[Saved entries]
※ ※ ※

//! Payload del paso 10: manuscrito completo por capítulos.

use serde::{Deserialize, Serialize};

use crate::text::word_count;

/// Prosa de una escena con su conteo de palabras materializado.
#[derive(Debug, Clone, PartialEq, Eq, Serialize, Deserialize)]
pub struct SceneProse {
    pub prose: String,
    pub word_count: usize,
}

impl SceneProse {
    pub fn new(prose: impl Into<String>) -> Self {
        let prose = prose.into();
        let word_count = word_count(&prose);
        Self { prose, word_count }
    }
}

#[derive(Debug, Clone, PartialEq, Eq, Serialize, Deserialize)]
pub struct Chapter {
    pub scenes: Vec<SceneProse>,
}

#[derive(Debug, Clone, PartialEq, Eq, Serialize, Deserialize)]
pub struct Manuscript {
    pub chapters: Vec<Chapter>,
    pub total_word_count: usize,
}

impl Manuscript {
    /// Construye el manuscrito recomputando el total desde las escenas.
    pub fn from_chapters(chapters: Vec<Chapter>) -> Self {
        let total_word_count = chapters.iter()
                                       .flat_map(|c| c.scenes.iter())
                                       .map(|s| s.word_count)
                                       .sum();
        Self { chapters, total_word_count }
    }

    /// Cantidad de escenas a través de todos los capítulos.
    pub fn scene_count(&self) -> usize {
        self.chapters.iter().map(|c| c.scenes.len()).sum()
    }
}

※ ※ ※

Every entry needs to be copied again, word for word.

» ANSWER SECTION:
//! Payload del paso 10: manuscrito completo por capítulos.

use serde::{Deserialize, Serialize};

use crate::text::word_count;

/// Prosa de una escena con su conteo de palabras materializado.
#[derive(Debug, Clone, PartialEq, Eq, Serialize, Deserialize)]
pub struct SceneProse {
    pub prose: String,
    pub word_count: usize,
}

impl SceneProse {
    pub fn new(prose: impl Into<String>) -> Self {
        let prose = prose.into();
        let word_count = word_count(&prose);
        Self { prose, word_count }
    }
}

#[derive(Debug, Clone, PartialEq, Eq, Serialize, Deserialize)]
pub struct Chapter {
    pub scenes: Vec<SceneProse>,
}

#[derive(Debug, Clone, PartialEq, Eq, Serialize, Deserialize)]
pub struct Manuscript {
    pub chapters: Vec<Chapter>,
    pub total_word_count: usize,
}

impl Manuscript {
    /// Construye el manuscrito recomputando el total desde las escenas.
    pub fn from_chapters(chapters: Vec<Chapter>) -> Self {
        let total_word_count = chapters.iter()
                                       .flat_map(|c| c.scenes.iter())
                                       .map(|s| s.word_count)
                                       .sum();
        Self { chapters, total_word_count }
    }

    /// Cantidad de escenas a través de todos los capítulos.
    pub fn scene_count(&self) -> usize {
        self.chapters.iter().map(|c| c.scenes.len()).sum()
    }
}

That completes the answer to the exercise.